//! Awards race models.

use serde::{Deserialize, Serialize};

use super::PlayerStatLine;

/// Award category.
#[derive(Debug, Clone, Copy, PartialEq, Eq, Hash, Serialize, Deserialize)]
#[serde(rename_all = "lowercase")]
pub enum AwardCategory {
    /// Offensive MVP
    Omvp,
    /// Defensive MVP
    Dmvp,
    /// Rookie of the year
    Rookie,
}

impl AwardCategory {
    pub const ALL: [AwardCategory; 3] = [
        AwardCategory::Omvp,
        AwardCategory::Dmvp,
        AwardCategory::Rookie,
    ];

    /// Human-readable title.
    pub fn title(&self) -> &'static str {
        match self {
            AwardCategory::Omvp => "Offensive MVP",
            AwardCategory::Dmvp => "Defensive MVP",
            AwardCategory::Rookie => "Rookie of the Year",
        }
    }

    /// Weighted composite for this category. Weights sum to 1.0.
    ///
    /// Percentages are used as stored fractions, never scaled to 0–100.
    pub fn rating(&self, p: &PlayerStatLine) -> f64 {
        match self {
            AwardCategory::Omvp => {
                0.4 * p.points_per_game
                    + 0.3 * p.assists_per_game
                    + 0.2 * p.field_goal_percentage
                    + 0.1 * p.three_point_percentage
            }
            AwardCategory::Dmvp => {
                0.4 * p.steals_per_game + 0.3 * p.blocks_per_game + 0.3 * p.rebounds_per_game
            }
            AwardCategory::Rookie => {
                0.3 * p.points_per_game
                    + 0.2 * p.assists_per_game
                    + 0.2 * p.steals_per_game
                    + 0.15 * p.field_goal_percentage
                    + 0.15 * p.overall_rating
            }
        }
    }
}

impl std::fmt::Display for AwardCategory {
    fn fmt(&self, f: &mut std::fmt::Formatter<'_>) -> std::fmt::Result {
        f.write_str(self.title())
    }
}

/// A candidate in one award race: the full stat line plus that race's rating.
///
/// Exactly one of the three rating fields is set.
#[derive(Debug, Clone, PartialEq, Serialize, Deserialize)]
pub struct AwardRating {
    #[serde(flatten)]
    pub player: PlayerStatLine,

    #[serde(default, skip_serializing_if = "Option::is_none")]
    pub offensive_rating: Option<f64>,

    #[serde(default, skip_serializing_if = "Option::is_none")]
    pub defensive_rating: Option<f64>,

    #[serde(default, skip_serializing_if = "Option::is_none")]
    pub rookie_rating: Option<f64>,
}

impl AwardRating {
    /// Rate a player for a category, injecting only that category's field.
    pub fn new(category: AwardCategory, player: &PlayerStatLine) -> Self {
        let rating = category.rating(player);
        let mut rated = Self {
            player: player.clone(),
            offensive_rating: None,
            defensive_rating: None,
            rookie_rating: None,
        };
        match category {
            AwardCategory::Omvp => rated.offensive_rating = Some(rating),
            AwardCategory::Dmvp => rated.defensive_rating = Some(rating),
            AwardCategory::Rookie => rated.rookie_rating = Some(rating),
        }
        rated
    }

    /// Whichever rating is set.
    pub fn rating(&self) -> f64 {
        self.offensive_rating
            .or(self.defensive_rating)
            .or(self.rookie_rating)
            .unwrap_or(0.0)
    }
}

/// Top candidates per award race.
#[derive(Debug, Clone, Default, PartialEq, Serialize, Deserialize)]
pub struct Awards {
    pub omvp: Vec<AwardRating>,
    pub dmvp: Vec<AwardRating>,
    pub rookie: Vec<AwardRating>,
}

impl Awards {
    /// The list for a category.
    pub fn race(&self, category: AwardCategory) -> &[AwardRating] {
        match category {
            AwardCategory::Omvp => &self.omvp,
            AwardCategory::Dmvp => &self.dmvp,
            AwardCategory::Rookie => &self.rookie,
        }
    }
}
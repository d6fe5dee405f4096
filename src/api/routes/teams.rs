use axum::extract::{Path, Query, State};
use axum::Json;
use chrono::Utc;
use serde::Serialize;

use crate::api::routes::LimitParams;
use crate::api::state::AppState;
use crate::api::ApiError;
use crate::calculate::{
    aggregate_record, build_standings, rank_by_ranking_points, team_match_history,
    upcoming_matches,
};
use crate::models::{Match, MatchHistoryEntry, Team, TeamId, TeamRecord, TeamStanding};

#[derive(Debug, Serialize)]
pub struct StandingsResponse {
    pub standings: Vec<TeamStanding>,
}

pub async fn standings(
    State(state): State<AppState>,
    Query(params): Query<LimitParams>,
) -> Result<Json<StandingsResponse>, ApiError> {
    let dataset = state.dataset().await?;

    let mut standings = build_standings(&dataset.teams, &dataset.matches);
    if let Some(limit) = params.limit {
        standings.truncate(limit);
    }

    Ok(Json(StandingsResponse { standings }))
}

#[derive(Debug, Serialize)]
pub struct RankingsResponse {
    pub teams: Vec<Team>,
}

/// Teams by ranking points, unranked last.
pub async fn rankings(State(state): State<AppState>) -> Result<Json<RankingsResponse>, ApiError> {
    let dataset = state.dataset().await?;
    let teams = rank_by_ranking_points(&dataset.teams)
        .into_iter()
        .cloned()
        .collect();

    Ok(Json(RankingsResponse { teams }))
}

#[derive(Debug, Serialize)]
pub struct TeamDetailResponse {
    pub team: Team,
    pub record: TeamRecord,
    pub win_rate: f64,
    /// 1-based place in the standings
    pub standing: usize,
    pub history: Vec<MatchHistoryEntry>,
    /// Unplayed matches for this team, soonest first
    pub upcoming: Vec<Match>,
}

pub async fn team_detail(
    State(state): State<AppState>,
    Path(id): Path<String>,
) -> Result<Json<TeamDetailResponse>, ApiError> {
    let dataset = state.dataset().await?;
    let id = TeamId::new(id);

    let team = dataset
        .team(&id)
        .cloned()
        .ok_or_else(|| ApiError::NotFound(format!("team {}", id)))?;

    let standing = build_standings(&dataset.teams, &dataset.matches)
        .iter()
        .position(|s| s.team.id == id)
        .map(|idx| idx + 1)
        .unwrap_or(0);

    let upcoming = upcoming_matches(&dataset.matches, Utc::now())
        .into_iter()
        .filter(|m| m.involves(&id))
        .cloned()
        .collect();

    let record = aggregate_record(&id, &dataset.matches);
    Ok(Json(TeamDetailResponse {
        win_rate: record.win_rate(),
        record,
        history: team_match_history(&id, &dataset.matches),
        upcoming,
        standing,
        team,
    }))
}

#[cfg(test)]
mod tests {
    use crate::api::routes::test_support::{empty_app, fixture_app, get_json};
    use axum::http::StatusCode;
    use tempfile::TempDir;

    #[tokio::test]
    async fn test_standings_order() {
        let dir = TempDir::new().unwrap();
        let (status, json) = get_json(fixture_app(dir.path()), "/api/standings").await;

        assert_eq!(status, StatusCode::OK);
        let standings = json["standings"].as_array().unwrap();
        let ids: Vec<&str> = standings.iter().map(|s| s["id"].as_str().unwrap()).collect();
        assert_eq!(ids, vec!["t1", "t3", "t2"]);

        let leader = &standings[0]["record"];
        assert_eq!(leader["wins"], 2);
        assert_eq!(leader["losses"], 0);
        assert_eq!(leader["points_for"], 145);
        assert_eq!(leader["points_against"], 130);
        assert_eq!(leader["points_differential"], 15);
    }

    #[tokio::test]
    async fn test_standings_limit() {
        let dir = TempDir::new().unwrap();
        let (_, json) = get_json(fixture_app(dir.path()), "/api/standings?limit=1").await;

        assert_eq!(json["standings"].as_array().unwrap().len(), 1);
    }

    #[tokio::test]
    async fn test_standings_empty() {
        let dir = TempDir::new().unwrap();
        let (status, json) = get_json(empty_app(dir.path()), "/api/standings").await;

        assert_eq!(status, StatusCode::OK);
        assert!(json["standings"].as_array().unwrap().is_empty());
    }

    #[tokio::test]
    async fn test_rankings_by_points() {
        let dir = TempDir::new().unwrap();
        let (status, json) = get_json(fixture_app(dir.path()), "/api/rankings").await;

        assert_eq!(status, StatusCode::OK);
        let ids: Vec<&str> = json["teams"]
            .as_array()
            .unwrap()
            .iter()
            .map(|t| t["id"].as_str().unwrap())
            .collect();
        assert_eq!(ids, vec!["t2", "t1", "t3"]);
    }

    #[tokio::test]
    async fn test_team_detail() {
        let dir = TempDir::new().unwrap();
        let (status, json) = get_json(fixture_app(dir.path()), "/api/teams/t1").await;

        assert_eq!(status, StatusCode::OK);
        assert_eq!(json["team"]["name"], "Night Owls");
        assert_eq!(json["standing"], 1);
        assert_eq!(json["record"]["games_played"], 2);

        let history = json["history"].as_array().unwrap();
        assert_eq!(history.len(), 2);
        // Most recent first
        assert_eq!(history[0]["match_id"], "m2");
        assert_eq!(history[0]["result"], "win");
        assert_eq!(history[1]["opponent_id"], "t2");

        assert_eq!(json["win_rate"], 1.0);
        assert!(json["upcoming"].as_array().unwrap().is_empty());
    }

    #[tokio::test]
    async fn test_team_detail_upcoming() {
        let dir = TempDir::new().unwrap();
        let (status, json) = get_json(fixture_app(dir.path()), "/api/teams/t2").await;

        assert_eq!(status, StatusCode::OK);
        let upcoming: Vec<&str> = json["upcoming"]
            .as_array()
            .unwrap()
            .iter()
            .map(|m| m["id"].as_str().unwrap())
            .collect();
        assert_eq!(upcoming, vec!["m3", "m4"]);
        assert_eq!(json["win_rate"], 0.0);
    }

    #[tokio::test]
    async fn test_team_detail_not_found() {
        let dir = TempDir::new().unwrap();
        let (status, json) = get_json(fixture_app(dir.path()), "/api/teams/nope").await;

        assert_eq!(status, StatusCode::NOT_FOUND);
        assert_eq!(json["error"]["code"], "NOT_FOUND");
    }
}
--
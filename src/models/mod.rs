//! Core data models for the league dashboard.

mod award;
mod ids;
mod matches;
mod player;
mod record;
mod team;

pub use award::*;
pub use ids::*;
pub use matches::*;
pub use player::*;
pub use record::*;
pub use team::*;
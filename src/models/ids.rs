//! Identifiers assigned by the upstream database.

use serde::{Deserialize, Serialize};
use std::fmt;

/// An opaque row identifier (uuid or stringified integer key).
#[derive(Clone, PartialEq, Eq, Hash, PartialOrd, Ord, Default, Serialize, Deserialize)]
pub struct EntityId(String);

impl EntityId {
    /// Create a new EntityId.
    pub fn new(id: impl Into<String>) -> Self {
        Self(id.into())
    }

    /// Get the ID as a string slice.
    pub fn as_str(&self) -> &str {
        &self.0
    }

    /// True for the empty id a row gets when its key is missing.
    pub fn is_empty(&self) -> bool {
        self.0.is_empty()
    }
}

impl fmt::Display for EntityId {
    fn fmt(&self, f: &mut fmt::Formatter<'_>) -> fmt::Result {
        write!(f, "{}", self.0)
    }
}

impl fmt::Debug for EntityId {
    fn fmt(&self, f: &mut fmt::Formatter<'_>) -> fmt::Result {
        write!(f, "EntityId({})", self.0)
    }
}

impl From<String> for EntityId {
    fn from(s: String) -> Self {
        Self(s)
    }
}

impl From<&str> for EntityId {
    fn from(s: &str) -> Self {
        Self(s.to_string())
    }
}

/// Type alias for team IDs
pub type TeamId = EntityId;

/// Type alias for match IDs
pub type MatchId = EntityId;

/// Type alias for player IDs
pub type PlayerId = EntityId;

Task to complete:
The lines above that hold "derive" are the result; show every one of them.

Solved exercise:
#[derive(Debug, Clone, Copy, PartialEq, Eq, Hash, Serialize, Deserialize)]
#[derive(Debug, Clone, PartialEq, Serialize, Deserialize)]
#[derive(Debug, Clone, Default, PartialEq, Serialize, Deserialize)]
#[derive(Debug, Serialize)]
#[derive(Debug, Serialize)]
#[derive(Debug, Serialize)]
#[derive(Clone, PartialEq, Eq, Hash, PartialOrd, Ord, Default, Serialize, Deserialize)]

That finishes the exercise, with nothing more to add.